*** Dataset records ***
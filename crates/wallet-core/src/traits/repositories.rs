//! Repository traits (ports) - define the interface for data access
//!
//! These traits follow the Repository pattern from Domain-Driven Design.
//! The domain layer defines what it needs, and the infrastructure layer
//! provides the implementation.

use async_trait::async_trait;
use rust_decimal::Decimal;

use crate::entities::{
    ChatBinding, CreditReceipt, NewTransaction, PendingIntent, Reconciliation, Transaction, User,
};
use crate::error::DomainError;
use crate::value_objects::{Amount, PaymentMethod};

/// Result type for repository operations
pub type RepoResult<T> = Result<T, DomainError>;

// ============================================================================
// User Repository
// ============================================================================

#[async_trait]
pub trait UserRepository: Send + Sync {
    /// Find user by username
    async fn find_by_username(&self, username: &str) -> RepoResult<Option<User>>;

    /// Find the user bound to an external chat
    async fn find_by_chat_id(&self, chat_id: i64) -> RepoResult<Option<User>>;

    /// Create a new user
    ///
    /// Fails with `UsernameTaken` when the username exists. The check is the
    /// insert itself, not a prior lookup.
    async fn create(&self, user: &User, password_hash: &str) -> RepoResult<()>;

    /// Get password hash for authentication
    async fn get_password_hash(&self, username: &str) -> RepoResult<Option<String>>;

    /// Bind a chat to a user. First write wins per user; a chat already bound
    /// to someone else yields `ChatAlreadyBound`.
    async fn bind_chat(&self, username: &str, chat_id: i64) -> RepoResult<ChatBinding>;
}

// ============================================================================
// Ledger Repository
// ============================================================================

#[async_trait]
pub trait LedgerRepository: Send + Sync {
    /// Increment the balance and append a `credited` row as one unit.
    ///
    /// Either both become visible or neither does. Fails with `UserNotFound`
    /// when the user does not exist.
    async fn credit(
        &self,
        username: &str,
        amount: Amount,
        method: &PaymentMethod,
        authorizer: &str,
    ) -> RepoResult<CreditReceipt>;

    /// Current balance, `None` for an unknown user
    async fn balance(&self, username: &str) -> RepoResult<Option<Decimal>>;

    /// Append a row that does not move the balance (status `requested`)
    async fn append_request(&self, transaction: &NewTransaction) -> RepoResult<Transaction>;

    /// Most recent transactions for a user, newest first
    async fn find_by_username(&self, username: &str, limit: i64) -> RepoResult<Vec<Transaction>>;

    /// Compare the balance with the sum of credited rows
    async fn reconcile(&self, username: &str) -> RepoResult<Option<Reconciliation>>;
}

// ============================================================================
// Pending Intent Store
// ============================================================================

#[async_trait]
pub trait PendingIntentStore: Send + Sync {
    /// Store the intent for its chat, replacing any previous one
    async fn put(&self, intent: &PendingIntent) -> RepoResult<()>;

    /// Get the intent for a chat
    async fn get(&self, chat_id: i64) -> RepoResult<Option<PendingIntent>>;

    /// Remove the intent for a chat, returning whether one existed
    async fn remove(&self, chat_id: i64) -> RepoResult<bool>;
}
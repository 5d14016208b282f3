//! Identity service
//!
//! Registration, credential checks, session issuance and chat binding.

use tracing::{info, instrument, warn};

use wallet_common::{hash_password, validate_password, verify_password, AppError};
use wallet_core::entities::User;
use wallet_core::value_objects::Username;

use crate::dto::{
    ChatBindingResponse, LinkChatRequest, LoginRequest, LoginResponse, RegisterRequest,
    UserResponse,
};

use super::context::ServiceContext;
use super::error::{ServiceError, ServiceResult};

/// Identity service
pub struct IdentityService<'a> {
    ctx: &'a ServiceContext,
}

impl<'a> IdentityService<'a> {
    /// Create a new IdentityService
    pub fn new(ctx: &'a ServiceContext) -> Self {
        Self { ctx }
    }

    /// Register a new user with a zero balance
    ///
    /// Uniqueness is enforced by the insert itself; a concurrent duplicate
    /// fails with `UsernameTaken` and leaves the first record untouched.
    #[instrument(skip(self, request), fields(username = %request.username.trim()))]
    pub async fn register(&self, request: RegisterRequest) -> ServiceResult<UserResponse> {
        let username = Username::parse(&request.username)?;
        validate_password(&request.password)?;

        let password_hash = hash_password(&request.password)?;
        let user = User::new(username);

        self.ctx.user_repo().create(&user, &password_hash).await?;

        info!(username = %user.username, "User registered");

        Ok(UserResponse::from(&user))
    }

    /// Check a username/password pair, returning the canonical username
    ///
    /// Unknown users and wrong passwords fail the same way.
    #[instrument(skip(self, password))]
    pub async fn authenticate(&self, username: &str, password: &str) -> ServiceResult<String> {
        let username = username.trim();
        if username.is_empty() || password.is_empty() {
            return Err(ServiceError::validation("username and password are required"));
        }

        let Some(password_hash) = self.ctx.user_repo().get_password_hash(username).await? else {
            warn!(username, "Login failed: unknown user");
            return Err(AppError::InvalidCredentials.into());
        };

        if !verify_password(password, &password_hash)? {
            warn!(username, "Login failed: wrong password");
            return Err(AppError::InvalidCredentials.into());
        }

        Ok(username.to_string())
    }

    /// Authenticate and issue a session token
    #[instrument(skip(self, request), fields(username = %request.username.trim()))]
    pub async fn login(&self, request: LoginRequest) -> ServiceResult<LoginResponse> {
        let username = self.authenticate(&request.username, &request.password).await?;
        let token = self.ctx.session_issuer().issue(&username)?;

        info!(username = %username, "User logged in");

        Ok(LoginResponse::new(username, token))
    }

    /// Resolve a bearer token to the username it was issued for
    pub fn validate_session(&self, token: &str) -> ServiceResult<String> {
        let claims = self.ctx.session_issuer().validate(token)?;
        Ok(claims.sub)
    }

    /// Bind an external chat to a user; the first binding is kept
    #[instrument(skip(self, request), fields(username = %request.username.trim(), chat_id = request.chat_id))]
    pub async fn bind_chat(&self, request: LinkChatRequest) -> ServiceResult<ChatBindingResponse> {
        let username = Username::parse(&request.username)?;
        let binding = self
            .ctx
            .user_repo()
            .bind_chat(username.as_str(), request.chat_id)
            .await?;

        if binding.is_new() {
            info!(chat_id = binding.chat_id(), "Chat bound");
        } else if binding.chat_id() != request.chat_id {
            warn!(
                existing = binding.chat_id(),
                requested = request.chat_id,
                "Chat binding kept, user already bound"
            );
        }

        Ok(ChatBindingResponse::new(username.into_inner(), binding))
    }
}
*** End of Dataset records ***
- Assignment: I'd like the lines above from the one with "of credited rows" up to and including the one with "async fn put(&self, intent: &PendingIntent)" copied exactly, with no other lines.

- Result:
    /// Compare the balance with the sum of credited rows
    async fn reconcile(&self, username: &str) -> RepoResult<Option<Reconciliation>>;
}

// ============================================================================
// Pending Intent Store
// ============================================================================

#[async_trait]
pub trait PendingIntentStore: Send + Sync {
    /// Store the intent for its chat, replacing any previous one
    async fn put(&self, intent: &PendingIntent) -> RepoResult<()>;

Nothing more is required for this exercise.